Saved entries:
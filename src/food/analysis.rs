//! Meal analysis pipeline
//!
//! Composes the matcher, portion estimator, and calculator into one
//! analysis of a vision observation.

use image::DynamicImage;
use serde::Serialize;

use crate::models::{ConfidenceTier, FoodObservation, NutritionFacts};

use super::calculator::{apply_gi_override, scale_to_portion};
use super::matcher::match_food;
use super::portion::PortionEstimator;
use super::table::FoodTable;

/// One complete analysis of a food observation
#[derive(Debug, Clone, Serialize)]
pub struct MealAnalysis {
    /// Raw label from the vision provider
    pub identified_food: String,
    /// Provider confidence tier
    pub ai_confidence: ConfidenceTier,
    pub is_meal: bool,
    pub components: Vec<String>,
    /// Canonical table entry the label matched
    pub matched_food: String,
    /// Match quality in [0, 1]
    pub match_score: f64,
    /// Estimated portion mass in grams
    pub portion_grams: f64,
    /// Portion-scaled nutrition, with GI override applied
    pub nutrition: NutritionFacts,
}

/// Run the full matching and nutrition pipeline for one observation
///
/// Always produces a complete result for a non-empty table, whatever the
/// label looks like; returns None only when the table is empty.
pub fn analyze_observation(
    observation: &FoodObservation,
    table: &FoodTable,
    estimator: &dyn PortionEstimator,
    image: Option<&DynamicImage>,
) -> Option<MealAnalysis> {
    let matched = match_food(&observation.food_name, table)?;

    // Matcher invariant: the key is present in the table
    let record = table.get(&matched.key)?;

    let portion_grams = estimator.estimate(image, &matched.key, table);
    let mut nutrition = scale_to_portion(record, portion_grams);
    apply_gi_override(&mut nutrition, matched.score, observation.carb_content);

    Some(MealAnalysis {
        identified_food: observation.food_name.clone(),
        ai_confidence: observation.confidence,
        is_meal: observation.is_meal,
        components: observation.components.clone(),
        matched_food: matched.key,
        match_score: matched.score,
        portion_grams,
        nutrition,
    })
}

#[cfg(test)]
mod tests {
    use super::*;
    use crate::food::portion::ReferencePortionEstimator;
    use crate::models::{GiLevel, GiSource};

    fn observation(label: &str) -> FoodObservation {
        FoodObservation {
            food_name: label.to_string(),
            confidence: ConfidenceTier::High,
            is_meal: false,
            components: Vec::new(),
            carb_content: None,
        }
    }

    #[test]
    fn test_pipeline_produces_complete_result() {
        let table = FoodTable::builtin();
        let estimator = ReferencePortionEstimator::with_seed(7);

        let analysis =
            analyze_observation(&observation("vegetable salad"), &table, &estimator, None)
                .unwrap();

        assert_eq!(analysis.matched_food, "salad");
        assert_eq!(analysis.match_score, 0.9);
        assert!(analysis.portion_grams > 0.0);
        assert_eq!(analysis.nutrition.gi, GiLevel::Low);
        assert_eq!(analysis.nutrition.gi_source, GiSource::Database);
    }

    #[test]
    fn test_degraded_observation_still_analyzes() {
        let table = FoodTable::builtin();
        let estimator = ReferencePortionEstimator::with_seed(7);

        let obs = FoodObservation::degraded("unknown");
        let analysis = analyze_observation(&obs, &table, &estimator, None).unwrap();

        assert!(table.contains(&analysis.matched_food));
        assert_eq!(analysis.ai_confidence, ConfidenceTier::Low);
        assert!(analysis.nutrition.calories >= 0.0);
    }

    #[test]
    fn test_low_confidence_match_takes_ai_carb_tier() {
        let table = FoodTable::builtin();
        let estimator = ReferencePortionEstimator::with_seed(7);

        let mut obs = observation("mystery dish casserole");
        obs.carb_content = Some(GiLevel::High);
        let analysis = analyze_observation(&obs, &table, &estimator, None).unwrap();

        // Generic fallback scores 0.5, below the override threshold
        assert!(analysis.match_score < 0.7);
        assert_eq!(analysis.nutrition.gi, GiLevel::High);
        assert_eq!(analysis.nutrition.gi_source, GiSource::AiEstimate);
    }

    #[test]
    fn test_confident_match_keeps_database_gi() {
        let table = FoodTable::builtin();
        let estimator = ReferencePortionEstimator::with_seed(7);

        let mut obs = observation("apple");
        obs.carb_content = Some(GiLevel::High);
        let analysis = analyze_observation(&obs, &table, &estimator, None).unwrap();

        assert_eq!(analysis.match_score, 1.0);
        assert_eq!(analysis.nutrition.gi, GiLevel::Low);
        assert_eq!(analysis.nutrition.gi_source, GiSource::Database);
    }
}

* [BRIEF] Type out the entries once more, precisely.

* [YOUR SOLUTION]
filename src/food/analysis.rs
//! Meal analysis pipeline
//!
//! Composes the matcher, portion estimator, and calculator into one
//! analysis of a vision observation.

use image::DynamicImage;
use serde::Serialize;

use crate::models::{ConfidenceTier, FoodObservation, NutritionFacts};

use super::calculator::{apply_gi_override, scale_to_portion};
use super::matcher::match_food;
use super::portion::PortionEstimator;
use super::table::FoodTable;

/// One complete analysis of a food observation
#[derive(Debug, Clone, Serialize)]
pub struct MealAnalysis {
    /// Raw label from the vision provider
    pub identified_food: String,
    /// Provider confidence tier
    pub ai_confidence: ConfidenceTier,
    pub is_meal: bool,
    pub components: Vec<String>,
    /// Canonical table entry the label matched
    pub matched_food: String,
    /// Match quality in [0, 1]
    pub match_score: f64,
    /// Estimated portion mass in grams
    pub portion_grams: f64,
    /// Portion-scaled nutrition, with GI override applied
    pub nutrition: NutritionFacts,
}

/// Run the full matching and nutrition pipeline for one observation
///
/// Always produces a complete result for a non-empty table, whatever the
/// label looks like; returns None only when the table is empty.
pub fn analyze_observation(
    observation: &FoodObservation,
    table: &FoodTable,
    estimator: &dyn PortionEstimator,
    image: Option<&DynamicImage>,
) -> Option<MealAnalysis> {
    let matched = match_food(&observation.food_name, table)?;

    // Matcher invariant: the key is present in the table
    let record = table.get(&matched.key)?;

    let portion_grams = estimator.estimate(image, &matched.key, table);
    let mut nutrition = scale_to_portion(record, portion_grams);
    apply_gi_override(&mut nutrition, matched.score, observation.carb_content);

    Some(MealAnalysis {
        identified_food: observation.food_name.clone(),
        ai_confidence: observation.confidence,
        is_meal: observation.is_meal,
        components: observation.components.clone(),
        matched_food: matched.key,
        match_score: matched.score,
        portion_grams,
        nutrition,
    })
}

#[cfg(test)]
mod tests {
    use super::*;
    use crate::food::portion::ReferencePortionEstimator;
    use crate::models::{GiLevel, GiSource};

    fn observation(label: &str) -> FoodObservation {
        FoodObservation {
            food_name: label.to_string(),
            confidence: ConfidenceTier::High,
            is_meal: false,
            components: Vec::new(),
            carb_content: None,
        }
    }

    #[test]
    fn test_pipeline_produces_complete_result() {
        let table = FoodTable::builtin();
        let estimator = ReferencePortionEstimator::with_seed(7);

        let analysis =
            analyze_observation(&observation("vegetable salad"), &table, &estimator, None)
                .unwrap();

        assert_eq!(analysis.matched_food, "salad");
        assert_eq!(analysis.match_score, 0.9);
        assert!(analysis.portion_grams > 0.0);
        assert_eq!(analysis.nutrition.gi, GiLevel::Low);
        assert_eq!(analysis.nutrition.gi_source, GiSource::Database);
    }

    #[test]
    fn test_degraded_observation_still_analyzes() {
        let table = FoodTable::builtin();
        let estimator = ReferencePortionEstimator::with_seed(7);

        let obs = FoodObservation::degraded("unknown");
        let analysis = analyze_observation(&obs, &table, &estimator, None).unwrap();

        assert!(table.contains(&analysis.matched_food));
        assert_eq!(analysis.ai_confidence, ConfidenceTier::Low);
        assert!(analysis.nutrition.calories >= 0.0);
    }

    #[test]
    fn test_low_confidence_match_takes_ai_carb_tier() {
        let table = FoodTable::builtin();
        let estimator = ReferencePortionEstimator::with_seed(7);

        let mut obs = observation("mystery dish casserole");
        obs.carb_content = Some(GiLevel::High);
        let analysis = analyze_observation(&obs, &table, &estimator, None).unwrap();

        // Generic fallback scores 0.5, below the override threshold
        assert!(analysis.match_score < 0.7);
        assert_eq!(analysis.nutrition.gi, GiLevel::High);
        assert_eq!(analysis.nutrition.gi_source, GiSource::AiEstimate);
    }

    #[test]
    fn test_confident_match_keeps_database_gi() {
        let table = FoodTable::builtin();
        let estimator = ReferencePortionEstimator::with_seed(7);

        let mut obs = observation("apple");
        obs.carb_content = Some(GiLevel::High);
        let analysis = analyze_observation(&obs, &table, &estimator, None).unwrap();

        assert_eq!(analysis.match_score, 1.0);
        assert_eq!(analysis.nutrition.gi, GiLevel::Low);
        assert_eq!(analysis.nutrition.gi_source, GiSource::Database);
    }
}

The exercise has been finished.